Credit:  By Patrick Cassidy, Cape Cod Times, www.capecodonline.com 28 December 2011 ~~

The state’s highest court has backed Massachusetts utility regulators’ approval of a deal between Cape Wind and National Grid for power from the proposed Nantucket Sound wind farm.

In a decision released today, the state Supreme Judicial Court found that a power-purchase agreement for half of the 130-turbine project’s energy was not unconstitutional, as opponents of the deal argued. In a separate decision, the court denied a motion by opponents to reopen the state Department of Public Utilities record on the agreement.

In the court’s 34-page decision on whether the deal between Cape Wind and National Grid is constitutional or has other issues such as cost effectiveness, Justice Margot Botsford wrote that there was no violation of the federal commerce clause because the state lifted its limitation that only allowed it to review power sources within the state.

“Based on the record, the department ultimately found that National Grid demonstrated that it had complied with the new, nongeographically limited statute and regulations in its negotiations with Cape Wind,” Botsford wrote.

National Grid agreed to the deal with Cape Wind based on reasons unrelated to the geographic limitation, Botsford wrote.

Cape Wind’s primary opponents, the Alliance to Protect Nantucket Sound, and the other plaintiffs in the cases before the Supreme Judicial Court, argued that the DPU improperly found the agreement to be cost effective and that the contract should have been solicited through competitive bidding.

On the question of cost effectiveness, Botsford wrote that under the state’s Green Communities Act cost effectiveness does not simply mean least cost.

“Rather, an analysis of cost effectiveness must consider ‘all costs and benefits associated with (the power purchase agreement), including the non-price benefits that are difficult to quantify, and including costs and benefits of complying with existing and reasonably anticipated future federal and state environmental requirements,’” Botsford wrote.

In its second opinion released today the court found that the DPU did not abuse its discretion in denying a motion by the Alliance to reopen the record of the department’s review of the agreement between Cape Wind and National Grid so it would include information about contracts between NStar and other renewable energy developers.

Although the Alliance and the town of Barnstable recently won an important case before the U.S. Court of Appeals challenging the Federal Aviation Administration’s approval of Cape Wind, the developer has won more than a dozen other lawsuits connected to the project. Several federal lawsuits challenging the U.S. Department of Interior’s approval of the project are pending in federal court.

In 2010 the state Supreme Judicial Court ruled in favor of a comprehensive permit issued by the state for the project that was challenged by opponents.

The FAA is currently reviewing the project’s potential hazard to navigation in light of the federal appeals court decision faulting its approval of the project, according to an FAA spokeswoman.

Cape Wind must still secure a buyer for the second half of its power and financial support to construct the wind farm.

Source:  By Patrick Cassidy, Cape Cod Times, www.capecodonline.com 28 December 2011

This article is the work of the source indicated.

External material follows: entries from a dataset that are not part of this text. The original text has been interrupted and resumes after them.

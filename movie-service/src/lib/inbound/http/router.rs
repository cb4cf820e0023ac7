use std::sync::Arc;
use std::time::Duration;

use auth::Authenticator;
use axum::body::Body;
use axum::http::Request;
use axum::http::Response;
use axum::middleware;
use axum::routing::delete;
use axum::routing::get;
use axum::routing::post;
use axum::routing::put;
use axum::Router;
use tower::ServiceBuilder;
use tower_http::cors::CorsLayer;
use tower_http::trace::TraceLayer;
use tracing::Span;

use super::handlers::create_movie::create_movie;
use super::handlers::create_review::create_review;
use super::handlers::delete_movie::delete_movie;
use super::handlers::delete_review::delete_review;
use super::handlers::get_recommendations::get_recommendations;
use super::handlers::list_movies::list_movies;
use super::handlers::login::login;
use super::handlers::me::me;
use super::handlers::register::register;
use super::handlers::replace_review::replace_review;
use super::handlers::replace_user::replace_user;
use super::middleware::authenticate as auth_middleware;
use crate::domain::movie::ports::MovieRepository;
use crate::domain::movie::ports::MovieServicePort;
use crate::domain::movie::service::MovieService;
use crate::domain::recommendation::ports::RecommendationServicePort;
use crate::domain::recommendation::service::RecommendationService;
use crate::domain::review::ports::ReviewRepository;
use crate::domain::review::ports::ReviewServicePort;
use crate::domain::review::service::ReviewService;
use crate::domain::user::ports::UserRepository;
use crate::domain::user::ports::UserServicePort;
use crate::domain::user::service::UserService;

#[derive(Clone)]
pub struct AppState {
    pub user_service: Arc<dyn UserServicePort>,
    pub movie_service: Arc<dyn MovieServicePort>,
    pub review_service: Arc<dyn ReviewServicePort>,
    pub recommendation_service: Arc<dyn RecommendationServicePort>,
    pub authenticator: Arc<Authenticator>,
}

impl AppState {
    /// Wire the domain services over the given stores.
    pub fn new<UR, MR, RR>(
        users: Arc<UR>,
        movies: Arc<MR>,
        reviews: Arc<RR>,
        authenticator: Arc<Authenticator>,
    ) -> Self
    where
        UR: UserRepository,
        MR: MovieRepository,
        RR: ReviewRepository,
    {
        Self {
            user_service: Arc::new(UserService::new(
                Arc::clone(&users),
                Arc::clone(&authenticator),
            )),
            movie_service: Arc::new(MovieService::new(movies)),
            review_service: Arc::new(ReviewService::new(reviews)),
            recommendation_service: Arc::new(RecommendationService::new(users)),
            authenticator,
        }
    }
}

pub fn create_router(state: AppState) -> Router {
    let public_routes = Router::new()
        .route("/users/register", post(register))
        .route("/users/login", post(login))
        .route("/movies", get(list_movies));

    let protected_routes = Router::new()
        .route("/users/me", get(me))
        .route("/users/:user_id", put(replace_user))
        .route("/movies", post(create_movie))
        .route("/movies/:movie_id", delete(delete_movie))
        .route("/reviews", post(create_review))
        .route("/reviews/:review_id", put(replace_review))
        .route("/reviews/:review_id", delete(delete_review))
        .route("/recommendations/:user_id", get(get_recommendations))
        .route_layer(middleware::from_fn_with_state(
            state.clone(),
            auth_middleware,
        ));

    let trace_layer = TraceLayer::new_for_http()
        .make_span_with(|request: &Request<Body>| {
            tracing::info_span!(
                "http_request",
                method = %request.method(),
                uri = %request.uri(),
                version = ?request.version(),
            )
        })
        .on_request(|request: &Request<Body>, _span: &Span| {
            tracing::info!(
                method = %request.method(),
                uri = %request.uri(),
                "Request started"
            );
        })
        .on_response(
            |response: &Response<Body>, latency: Duration, _span: &Span| {
                tracing::info!(
                    status = response.status().as_u16(),
                    latency_ms = latency.as_millis(),
                    "Request completed"
                );
            },
        );

    Router::new()
        .merge(public_routes)
        .merge(protected_routes)
        .layer(
            ServiceBuilder::new()
                .layer(trace_layer)
                .layer(CorsLayer::permissive()),
        )
        .with_state(state)
}
//! Authentication utilities library
//!
//! Provides the authentication primitives used by the movie service:
//! - Password hashing (Argon2id)
//! - Signed, time-limited bearer tokens (JWT, HS256)
//! - Validated settings shared by both
//!
//! User lookup lives in the service; this crate never touches storage.
//!
//! # Examples
//!
//! ## Password Hashing
//! ```
//! use auth::PasswordHasher;
//!
//! let hasher = PasswordHasher::new();
//! let hash = hasher.hash("my_password").unwrap();
//! assert!(hasher.verify("my_password", &hash));
//! assert!(!hasher.verify("my_password", "not-a-hash"));
//! ```
//!
//! ## JWT Tokens
//! ```
//! use auth::JwtHandler;
//! use chrono::Duration;
//!
//! let handler = JwtHandler::new(b"secret_key_at_least_32_bytes_long!", Duration::minutes(60));
//! let token = handler.issue("alice").unwrap();
//! assert_eq!(handler.verify(&token).unwrap(), "alice");
//! ```
//!
//! ## Complete Authentication Flow
//! ```
//! use auth::{AuthConfig, Authenticator};
//!
//! let config = AuthConfig::new("secret_key_at_least_32_bytes_long!", 60).unwrap();
//! let auth = Authenticator::new(&config);
//!
//! // Register: hash password
//! let hash = auth.hash_password("password123").unwrap();
//!
//! // Login: verify and issue token
//! assert!(auth.verify_password("password123", &hash));
//! let token = auth.issue_token("alice").unwrap();
//!
//! // Protected request: validate token
//! let subject = auth.validate_token(&token.access_token).unwrap();
//! assert_eq!(subject, "alice");
//! ```

pub mod authenticator;
pub mod config;
pub mod jwt;
pub mod password;

// Re-export commonly used items
pub use authenticator::AccessToken;
pub use authenticator::Authenticator;
pub use config::AuthConfig;
pub use config::ConfigError;
pub use config::HashingCost;
pub use jwt::Claims;
pub use jwt::JwtError;
pub use jwt::JwtHandler;
pub use password::PasswordError;
pub use password::PasswordHasher;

Any opinions expressed in it are not necessarily those of National Wind Watch.

The copyright of this article resides with the author or publisher indicated. As part of its noncommercial educational effort to present the environmental, social, scientific, and economic issues of large-scale wind power development to a global audience seeking such information, National Wind Watch endeavors to observe “fair use” as provided for in section 107 of U.S. Copyright Law and similar “fair dealing” provisions of the copyright laws of other nations. Send requests to excerpt, general inquiries, and comments via e-mail.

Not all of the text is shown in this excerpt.